Finn is one of the main characters presented in Star Wars: The Force Awakened. He is brilliantly played by young English actor John Boyega. And honestly Boyega's portrayal added so much to my appreciation of this character that I don't think I would have been able to appreciate him at all had another actor been cast.
Finn is the nick name given to defecting storm trooper FN-2187. I wont bore you with all the details. If you've seen the movie you already know what happened and if you haven't you shouldn't be reading this because, spoilers.

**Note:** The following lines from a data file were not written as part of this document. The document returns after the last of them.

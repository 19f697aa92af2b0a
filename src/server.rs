//! HTTP server for the answer gate.
//!
//! # Endpoints
//!
//! | Method | Path | Description |
//! |--------|------|-------------|
//! | `POST` | `/ask` | Run a question through the gate |
//! | `GET`  | `/unknowns?teacher_id=<id>` | Read back a teacher's deflection log |
//! | `GET`  | `/health` | Health check (returns version) |
//!
//! # Error Contract
//!
//! `POST /ask` answers `200` for every gate outcome; deflections carry the
//! policy fallback text, never an error status. Other failures use the
//! envelope:
//!
//! ```json
//! { "error": { "code": "internal", "message": "Malformed audit log: ..." } }
//! ```
//!
//! # CORS
//!
//! All origins, methods, and headers are permitted so classroom web pages
//! served from another origin can call the API.

use axum::{
    extract::{Query, State},
    http::StatusCode,
    response::{IntoResponse, Response},
    routing::{get, post},
    Json, Router,
};
use serde::{Deserialize, Serialize};
use std::sync::Arc;
use tower_http::cors::{Any, CorsLayer};

use crate::config::Config;
use crate::gate::AnswerGate;
use crate::models::{AskRequest, AskResponse, DEFAULT_TEACHER_ID};

/// Shared application state passed to all route handlers via Axum's `State` extractor.
#[derive(Clone)]
pub struct AppState {
    gate: Arc<AnswerGate>,
}

impl AppState {
    pub fn new(gate: Arc<AnswerGate>) -> Self {
        Self { gate }
    }
}

/// Starts the HTTP server.
///
/// Loads the policy (a malformed policy aborts here, before binding),
/// wires the gate, binds to `[server].bind`, and serves until the process
/// is terminated.
pub async fn run_server(config: &Config) -> anyhow::Result<()> {
    let gate = AnswerGate::from_config(config)?;
    let app = build_router(AppState::new(Arc::new(gate)));

    let listener = tokio::net::TcpListener::bind(&config.server.bind).await?;
    tracing::info!(bind = %config.server.bind, "aita listening on http://{}", config.server.bind);
    axum::serve(listener, app).await?;

    Ok(())
}

/// Builds the router with all routes and the CORS layer.
pub fn build_router(state: AppState) -> Router {
    let cors = CorsLayer::new()
        .allow_origin(Any)
        .allow_methods(Any)
        .allow_headers(Any);

    Router::new()
        .route("/ask", post(handle_ask))
        .route("/unknowns", get(handle_unknowns))
        .route("/health", get(handle_health))
        .layer(cors)
        .with_state(state)
}

// ============ Error response ============

#[derive(Serialize)]
struct ErrorBody {
    error: ErrorDetail,
}

#[derive(Serialize)]
struct ErrorDetail {
    code: String,
    message: String,
}

/// Internal error type that converts into an Axum HTTP response.
struct AppError {
    status: StatusCode,
    code: String,
    message: String,
}

impl IntoResponse for AppError {
    fn into_response(self) -> Response {
        let body = ErrorBody {
            error: ErrorDetail {
                code: self.code,
                message: self.message,
            },
        };
        (self.status, Json(body)).into_response()
    }
}

fn internal(err: anyhow::Error) -> AppError {
    AppError {
        status: StatusCode::INTERNAL_SERVER_ERROR,
        code: "internal".to_string(),
        message: format!("{:#}", err),
    }
}

// ============ GET /health ============

#[derive(Serialize)]
struct HealthResponse {
    status: String,
    version: String,
}

async fn handle_health() -> Json<HealthResponse> {
    Json(HealthResponse {
        status: "ok".to_string(),
        version: env!("CARGO_PKG_VERSION").to_string(),
    })
}

// ============ POST /ask ============

/// Handler for `POST /ask`.
///
/// The gate never fails; the outcome's deflection reason stays server-side
/// (audit log and tracing) and only the answer text is returned.
async fn handle_ask(
    State(state): State<AppState>,
    Json(req): Json<AskRequest>,
) -> Json<AskResponse> {
    tracing::debug!(teacher_id = %req.teacher_id, mode = ?req.mode, "ask");
    let outcome = state.gate.ask(&req).await;
    Json(AskResponse {
        answer: outcome.answer,
    })
}

// ============ GET /unknowns ============

#[derive(Deserialize)]
struct UnknownsQuery {
    teacher_id: Option<String>,
}

/// `{"header": [...], "rows": [...]}`, or just `{"rows": []}` before the
/// first deflection for the teacher.
#[derive(Serialize)]
struct UnknownsResponse {
    #[serde(skip_serializing_if = "Option::is_none")]
    header: Option<Vec<String>>,
    rows: Vec<Vec<String>>,
}

async fn handle_unknowns(
    State(state): State<AppState>,
    Query(query): Query<UnknownsQuery>,
) -> Result<Json<UnknownsResponse>, AppError> {
    let teacher_id = query
        .teacher_id
        .unwrap_or_else(|| DEFAULT_TEACHER_ID.to_string());

    let audit = state.gate.audit().clone();
    let table = tokio::task::spawn_blocking(move || audit.read(&teacher_id))
        .await
        .map_err(|e| internal(e.into()))?
        .map_err(internal)?;
    let body = match table {
        Some(t) => UnknownsResponse {
            header: Some(t.header),
            rows: t.rows,
        },
        None => UnknownsResponse {
            header: None,
            rows: Vec::new(),
        },
    };
    Ok(Json(body))
}
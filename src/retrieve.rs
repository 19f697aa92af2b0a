//! Context retrieval for the answer gate.
//!
//! The gate only sees the [`ContextRetriever`] trait, so the built-in
//! [`NaiveRetriever`] can be swapped for a ranked search backend without
//! touching the gate.

use anyhow::Result;
use async_trait::async_trait;

use crate::config::RetrievalConfig;
use crate::corpus::Corpus;
use crate::text::take_chars;

/// Produces the context bundle handed to the model for one question.
///
/// An empty (or whitespace-only) string means nothing usable was found;
/// the gate deflects with `no_context` and does not call the model.
#[async_trait]
pub trait ContextRetriever: Send + Sync {
    async fn retrieve(&self, question: &str, teacher_id: &str) -> Result<String>;
}

/// Concatenates the corpus text documents regardless of the question.
/// FAQ rows are left out.
///
/// Each document is capped at `per_source_chars` before joining with a
/// blank line; the joined text is capped at `max_context_chars`.
pub struct NaiveRetriever {
    corpus: Corpus,
    per_source_chars: usize,
    max_context_chars: usize,
}

impl NaiveRetriever {
    pub fn new(corpus: Corpus, config: &RetrievalConfig) -> Self {
        Self {
            corpus,
            per_source_chars: config.per_source_chars,
            max_context_chars: config.max_context_chars,
        }
    }
}

#[async_trait]
impl ContextRetriever for NaiveRetriever {
    async fn retrieve(&self, _question: &str, _teacher_id: &str) -> Result<String> {
        let corpus = self.corpus.clone();
        let docs = tokio::task::spawn_blocking(move || corpus.text_documents()).await??;
        let snippets: Vec<&str> = docs
            .iter()
            .map(|d| take_chars(&d.text, self.per_source_chars))
            .collect();
        let joined = snippets.join("\n\n");
        Ok(take_chars(&joined, self.max_context_chars).to_string())
    }
}
//! Core data models used throughout AiTa.
//!
//! These types represent the requests, answers, and audit rows that flow
//! through the answer gate and the HTTP surface.

use serde::{Deserialize, Serialize};

/// Teacher whose documents and audit log are used when a request names none.
pub const DEFAULT_TEACHER_ID: &str = "engineering";

fn default_teacher_id() -> String {
    DEFAULT_TEACHER_ID.to_string()
}

/// Who is asking. Only the literal `"sub"` selects the substitute path;
/// any other value is handled as a student question.
#[derive(Debug, Clone, Copy, PartialEq, Eq, Default, Deserialize)]
#[serde(from = "String")]
pub enum Mode {
    #[default]
    Student,
    Sub,
}

impl From<String> for Mode {
    fn from(value: String) -> Self {
        Mode::from(value.as_str())
    }
}

impl From<&str> for Mode {
    fn from(value: &str) -> Self {
        match value {
            "sub" => Mode::Sub,
            _ => Mode::Student,
        }
    }
}

/// Body of `POST /ask`.
#[derive(Debug, Clone, Deserialize)]
pub struct AskRequest {
    pub question: String,
    #[serde(default = "default_teacher_id")]
    pub teacher_id: String,
    #[serde(default)]
    pub mode: Mode,
}

impl AskRequest {
    pub fn student(question: impl Into<String>) -> Self {
        Self {
            question: question.into(),
            teacher_id: default_teacher_id(),
            mode: Mode::Student,
        }
    }
}

/// Body returned by `POST /ask`.
#[derive(Debug, Clone, Serialize)]
pub struct AskResponse {
    pub answer: String,
}

/// Why a question was answered with the fallback text.
#[derive(Debug, Clone, Copy, PartialEq, Eq, Serialize)]
#[serde(rename_all = "snake_case")]
pub enum DeflectReason {
    BlockedByPolicy,
    NoContext,
    GenerationError,
    ModelUncertain,
}

impl DeflectReason {
    /// Reason code written to the audit log.
    pub fn as_str(&self) -> &'static str {
        match self {
            DeflectReason::BlockedByPolicy => "blocked_by_policy",
            DeflectReason::NoContext => "no_context",
            DeflectReason::GenerationError => "generation_error",
            DeflectReason::ModelUncertain => "model_uncertain",
        }
    }
}

impl std::fmt::Display for DeflectReason {
    fn fmt(&self, f: &mut std::fmt::Formatter<'_>) -> std::fmt::Result {
        f.write_str(self.as_str())
    }
}

/// Result of running one question through the gate.
#[derive(Debug, Clone, PartialEq, Eq)]
pub struct GateOutcome {
    pub answer: String,
    /// `Some` when the answer is the fallback text.
    pub deflection: Option<DeflectReason>,
}

impl GateOutcome {
    pub fn answered(answer: String) -> Self {
        Self {
            answer,
            deflection: None,
        }
    }

    pub fn deflected(fallback: &str, reason: DeflectReason) -> Self {
        Self {
            answer: fallback.to_string(),
            deflection: Some(reason),
        }
    }
}

/// One document exposed by the corpus loader.
#[derive(Debug, Clone, PartialEq, Eq)]
pub struct CorpusDocument {
    pub id: String,
    pub text: String,
}

/// Contents of a teacher's audit log, header row split from the data rows.
#[derive(Debug, Clone, PartialEq, Eq, Serialize)]
pub struct AuditTable {
    pub header: Vec<String>,
    pub rows: Vec<Vec<String>>,
}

So, why Finn? Finn's character has an interesting story, and one that, while not especially original, is rarely done well. Finn was taken as a very young child and essentially brainwashed to become a Storm Trooper. While most characters with this type of broken past are presented as hardened or bitter, the writers took a very different approach with Finn. Finn comes across as sheltered and almost naive. Instead of being a hardened warrior Finn is often confused and frightened. This is often portrayed in very subtle ways, such as how he seems to be the only one who doesn't understand any foreign languages, or in how Finn doesn't seem at all bothered by his lack of a real name but is overjoyed when he first gets his nick name. This aspect of his character makes him not only original, but accessible. These characteristics are painted on with light brush strokes however, and Finn never seems to come across as stupid or cowardly.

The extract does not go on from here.